A new release of the Pinstripe Theme for Mozilla is out, the first in several months. If you never peek in the dialog boxes or menus, you could almost mistake Mozilla for a real Mac OS X application.



I'm now primarily using Chimera at work, and Mozilla at home. The primary Mozilla features I'm missing in Chimera are support for boomarking groups of pages, and the Password Manager. I know the latter is being worked on…

Aaron Swartz: The road to RSS 3.0. While I found this humorous, it demonstrates some unstated assumptions about the core of site syndication.

First, note the absence of 'backwards compatibility' in the RSS 1.0/2.0 comparison. The RSS 0.9x/1.0 split doesn't bear a lot of resemblance to, say, HTML 4.0/XHTML 1.x. Everything is smaller: the number of elements and attributes, the amount of divergence between 0.9x implementations, the number of clients and servers and their complexity, the number of unique documents and generators (people or scripts). See the comments in this post on Sam Ruby's weblog for some good discussion.

Mark Pilgrim writes there: “It appears that RSS 2.0 will be much like HTML 4.0 Transitional. Lots of cruft built up that no one is brave enough to deprecate, raising the barrier of entry for developing news readers, and causing confusion for newbies trying to learn by example.” At first glance this seems obvious—there's plenty of cruft and breakage caused by the 0.91 to 0.92 transition which will stick around in a hypothetical 2.0 transition—but the interoperability problems have already been solved. RSS 2.0's core is small. Breaking stuff is bad; needless complexity (RDF) is bad. The audience of tool vendors is much smaller than the audience of people who simply use RSS as opposed to writing it.

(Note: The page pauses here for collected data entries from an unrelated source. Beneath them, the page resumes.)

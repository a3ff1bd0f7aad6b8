//! Register bus and attention line abstractions.
//!
//! The reflash protocol talks to the controller through two primitives:
//!
//! - a [`RegisterBus`] that reads and writes bytes at an 8-bit register
//!   address (RMI4 over I2C on real hardware),
//! - an [`AttentionLine`] that reports whether the controller is asserting
//!   its ATTN signal.
//!
//! ## Architecture
//!
//! ```text
//! +--------------------+
//! |  F34 / F35 Flasher |
//! +----+----------+----+
//!      |          |
//!      v          v
//! +---------+ +-----------+
//! | Register| | Attention |
//! |   Bus   | |   Line    |
//! +----+----+ +-----+-----+
//!      |            |
//!      v            v
//! +---------+ +-----------+
//! | i2c-dev | | sysfs GPIO|
//! +---------+ +-----------+
//!   Linux (feature `native`)
//! ```
//!
//! Both traits are synchronous and blocking. Implementations do not retry;
//! any failure is reported to the caller as [`Error::Bus`].

#[cfg(feature = "native")]
pub mod native;

use std::thread;
use std::time::{Duration, Instant};

use log::trace;

use crate::error::{Error, Result};

/// Synchronous register access on the controller.
pub trait RegisterBus {
    /// Read `buf.len()` bytes starting at `register`.
    fn read(&mut self, register: u8, buf: &mut [u8]) -> Result<()>;

    /// Write `data` starting at `register`.
    fn write(&mut self, register: u8, data: &[u8]) -> Result<()>;

    /// Read a single byte.
    fn read_byte(&mut self, register: u8) -> Result<u8> {
        let mut buf = [0u8; 1];
        self.read(register, &mut buf)?;
        Ok(buf[0])
    }

    /// Write a single byte.
    fn write_byte(&mut self, register: u8, value: u8) -> Result<()> {
        self.write(register, &[value])
    }

    /// Read a little-endian 16-bit value.
    fn read_u16_le(&mut self, register: u8) -> Result<u16> {
        let mut buf = [0u8; 2];
        self.read(register, &mut buf)?;
        Ok(u16::from_le_bytes(buf))
    }
}

impl<B: RegisterBus + ?Sized> RegisterBus for &mut B {
    fn read(&mut self, register: u8, buf: &mut [u8]) -> Result<()> {
        (**self).read(register, buf)
    }

    fn write(&mut self, register: u8, data: &[u8]) -> Result<()> {
        (**self).write(register, data)
    }
}

impl<B: RegisterBus + ?Sized> RegisterBus for Box<B> {
    fn read(&mut self, register: u8, buf: &mut [u8]) -> Result<()> {
        (**self).read(register, buf)
    }

    fn write(&mut self, register: u8, data: &[u8]) -> Result<()> {
        (**self).write(register, data)
    }
}

/// The controller's ATTN signal.
pub trait AttentionLine {
    /// Returns `true` while the controller asserts attention.
    fn is_asserted(&mut self) -> Result<bool>;
}

impl<A: AttentionLine + ?Sized> AttentionLine for &mut A {
    fn is_asserted(&mut self) -> Result<bool> {
        (**self).is_asserted()
    }
}

impl<A: AttentionLine + ?Sized> AttentionLine for Box<A> {
    fn is_asserted(&mut self) -> Result<bool> {
        (**self).is_asserted()
    }
}

/// Attention line for boards where ATTN is not wired to the host.
///
/// Always reports asserted, so waits return immediately and the protocol
/// relies on its fixed delays and flash-status checks.
#[derive(Debug, Clone, Copy, Default)]
pub struct Unwired;

impl AttentionLine for Unwired {
    fn is_asserted(&mut self) -> Result<bool> {
        Ok(true)
    }
}

/// Poll `line` until it asserts or `timeout` elapses.
///
/// The line is sampled every `poll_interval`, and once more after the
/// deadline so a late assertion is not missed. Returns [`Error::Timeout`]
/// only after the full timeout has elapsed.
pub fn wait_ready<A: AttentionLine + ?Sized>(
    line: &mut A,
    timeout: Duration,
    poll_interval: Duration,
) -> Result<()> {
    let start = Instant::now();

    while start.elapsed() < timeout {
        if line.is_asserted()? {
            trace!("ATTN asserted after {:?}", start.elapsed());
            return Ok(());
        }
        thread::sleep(poll_interval);
    }

    if line.is_asserted()? {
        return Ok(());
    }

    Err(Error::Timeout(format!(
        "attention line still busy after {} ms",
        timeout.as_millis()
    )))
}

Mark has the right idea in his next comment: “I guess we're going to need a widely publicized 'RSS 2.0 Best Practices' document to accompany the spec. Maybe even a weblint-type validator that not only validates but recommends usage patterns.”

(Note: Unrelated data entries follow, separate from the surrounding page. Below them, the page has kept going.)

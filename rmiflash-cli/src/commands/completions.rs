//! Shell completion generation.

use clap::CommandFactory;
use clap_complete::{Shell, generate};
use std::io;

use crate::Cli;

/// Generate shell completions to stdout.
pub(crate) fn cmd_completions(shell: Shell) {
    write_completions(shell, &mut io::stdout());
}

fn write_completions(shell: Shell, out: &mut dyn io::Write) {
    let mut cmd = Cli::command();
    let name = cmd.get_name().to_string();
    generate(shell, &mut cmd, name, out);
}

#[cfg(test)]
mod tests {
    use super::*;

    fn script(shell: Shell) -> String {
        let mut buf = Vec::new();
        write_completions(shell, &mut buf);
        String::from_utf8(buf).unwrap()
    }

    #[test]
    fn test_bash_completions_cover_subcommands() {
        let out = script(Shell::Bash);
        assert!(out.contains("rmiflash"));
        for sub in ["upgrade", "recover", "info", "image-info"] {
            assert!(out.contains(sub), "missing {sub}");
        }
    }

    #[test]
    fn test_fish_completions_name_binary() {
        assert!(script(Shell::Fish).contains("complete -c rmiflash"));
    }
}
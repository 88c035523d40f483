pub mod batcher;
pub mod config;
pub mod dataset;
pub mod error;
pub mod frames;
pub mod grid;
pub mod iterator;
pub mod provider;
pub mod resize;
pub mod split;

pub use config::{DataConfig, InputDataType};
pub use error::{DataError, Result};
pub use frames::{FrameCollection, FrameLoader, StartOffsets};
pub use iterator::{BatchTensor, CursorState, SequenceBatcher};
pub use provider::DataProvider;
pub use split::Split;
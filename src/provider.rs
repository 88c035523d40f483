use std::sync::Arc;

use crate::config::DataConfig;
use crate::error::Result;
use crate::frames::{FrameCollection, FrameLoader, StartOffsets};
use crate::iterator::SequenceBatcher;
use crate::split::Split;

/// Builds train and test cursors from one [`DataConfig`].
#[derive(Clone, Debug)]
pub struct DataProvider {
    config: DataConfig,
    loader: FrameLoader,
}

impl DataProvider {
    pub fn new(config: DataConfig) -> Result<Self> {
        config.validate()?;
        let loader = FrameLoader::new(&config);
        Ok(Self { config, loader })
    }

    pub fn config(&self) -> &DataConfig {
        &self.config
    }

    /// Loads `mode` ("train" or "test") from the first configured path.
    pub fn load_data(&self, mode: &str) -> Result<(FrameCollection, StartOffsets)> {
        let split: Split = mode.parse()?;
        self.loader.load(self.config.data_path()?, split)
    }

    pub fn handle(&self, split: Split) -> Result<SequenceBatcher> {
        let (frames, offsets) = self.loader.load(self.config.data_path()?, split)?;
        SequenceBatcher::new(Arc::new(frames), offsets, &self.config)
    }

    pub fn train_handle(&self) -> Result<SequenceBatcher> {
        self.handle(Split::Train)
    }

    pub fn test_handle(&self) -> Result<SequenceBatcher> {
        self.handle(Split::Test)
    }
}
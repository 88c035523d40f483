use std::fs;
use std::path::Path;

use burn::config::Config;
use serde::{Deserialize, Serialize};

use crate::error::{DataError, Result as DataResult};

/// Element precision of the batches handed to the model.
#[derive(Clone, Copy, Debug, PartialEq, Eq, Serialize, Deserialize)]
#[serde(rename_all = "lowercase")]
pub enum InputDataType {
    Float32,
    Float64,
}

impl InputDataType {
    pub fn as_str(&self) -> &'static str {
        match self {
            InputDataType::Float32 => "float32",
            InputDataType::Float64 => "float64",
        }
    }
}

#[derive(Config, Debug)]
pub struct DataConfig {
    /// Frame directories; only the first one is read.
    pub paths: Vec<String>,
    /// Frames are resized to `image_width x image_width`.
    pub image_width: usize,
    pub seq_length: usize,
    pub minibatch_size: usize,
    /// Label used in diagnostics.
    pub name: String,

    #[config(default = "InputDataType::Float32")]
    pub input_data_type: InputDataType,

    /// File-name prefix of the held-out final frame group.
    #[config(default = "String::from(\"10_\")")]
    pub held_out_prefix: String,

    #[config(default = "vec![String::from(\"tif\"), String::from(\"tiff\")]")]
    pub extensions: Vec<String>,
}

/// On-disk layout of [`DataConfig`]; optional keys fall back to the
/// same defaults the builder uses.
#[derive(Deserialize)]
struct DataConfigFile {
    paths: Vec<String>,
    image_width: usize,
    seq_length: usize,
    minibatch_size: usize,
    name: String,
    #[serde(default = "default_input_data_type")]
    input_data_type: InputDataType,
    #[serde(default = "default_held_out_prefix")]
    held_out_prefix: String,
    #[serde(default = "default_extensions")]
    extensions: Vec<String>,
}

fn default_input_data_type() -> InputDataType {
    InputDataType::Float32
}

fn default_held_out_prefix() -> String {
    String::from("10_")
}

fn default_extensions() -> Vec<String> {
    vec![String::from("tif"), String::from("tiff")]
}

impl From<DataConfigFile> for DataConfig {
    fn from(file: DataConfigFile) -> Self {
        DataConfig::new(
            file.paths,
            file.image_width,
            file.seq_length,
            file.minibatch_size,
            file.name,
        )
        .with_input_data_type(file.input_data_type)
        .with_held_out_prefix(file.held_out_prefix)
        .with_extensions(file.extensions)
    }
}

impl DataConfig {
    /// Reads a JSON config file and validates it.
    pub fn from_file(path: impl AsRef<Path>) -> DataResult<Self> {
        let path = path.as_ref();
        let json = fs::read_to_string(path).map_err(|err| {
            DataError::config(format!("cannot load {}: {}", path.display(), err))
        })?;
        Self::from_json(&json)
    }

    pub fn from_json(json: &str) -> DataResult<Self> {
        let file: DataConfigFile = serde_json::from_str(json)
            .map_err(|err| DataError::config(format!("invalid data config: {}", err)))?;
        let config = DataConfig::from(file);
        config.validate()?;
        Ok(config)
    }

    pub fn validate(&self) -> DataResult<()> {
        if self.paths.is_empty() {
            return Err(DataError::config("`paths` must name at least one directory"));
        }
        for (key, value) in [
            ("image_width", self.image_width),
            ("seq_length", self.seq_length),
            ("minibatch_size", self.minibatch_size),
        ] {
            if value == 0 {
                return Err(DataError::config(format!("`{key}` must be positive")));
            }
        }
        if self.extensions.is_empty() {
            return Err(DataError::config("`extensions` must not be empty"));
        }
        Ok(())
    }

    /// The directory frames are loaded from.
    pub fn data_path(&self) -> DataResult<&Path> {
        self.paths
            .first()
            .map(Path::new)
            .ok_or_else(|| DataError::config("`paths` must name at least one directory"))
    }
}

Second, more than its unstated goal of stripping RSS to unusability, the sample RSS 3.0 feeds do not allow for including unstructured, hyperlinked text within a feed. Like it or not, I don't want to follow individual article links. The very benefit of writing a syndicated weblog for me is that per-post, they're unstructured, but in summary form (posts, calendars, feeds), they're structured and aggregatable, sortable, and easily navigable.

Nobody asks a newspaper reporter to limit him/herself to one quotation per article, or to make a reader change contexts to move from headline to article. I'd rather the entirety of the content I'm subscribed to (within reason, up to a few paragraphs per entry) were syndicated. We're perfectly capable of visually skipping unimportant information.

As I'm exercising each morning I sit or stand looking at my PowerBook, hitting the space bar or saying “next page” to it as I read through the day's accumulated news. If the entire feed consisted of snipped entries with ellipses at the end, I'd have to stop and click on links all the time.

RSS 2.0 appears to be heading in the right direction. Sjoerd Visscher has a succinct summary of the important backwards-compatibility features of an ideal RSS 2.0, which don't serve to limit its expressivity.

Jim Roepcke points to Tapestry, a Java Web component framework. Zoe is moving to Tapestry from WebObjects, which is as good an endorsement as any. I'm not doing Java web application stuff any more, but if I were, I'd definitely give it a good look.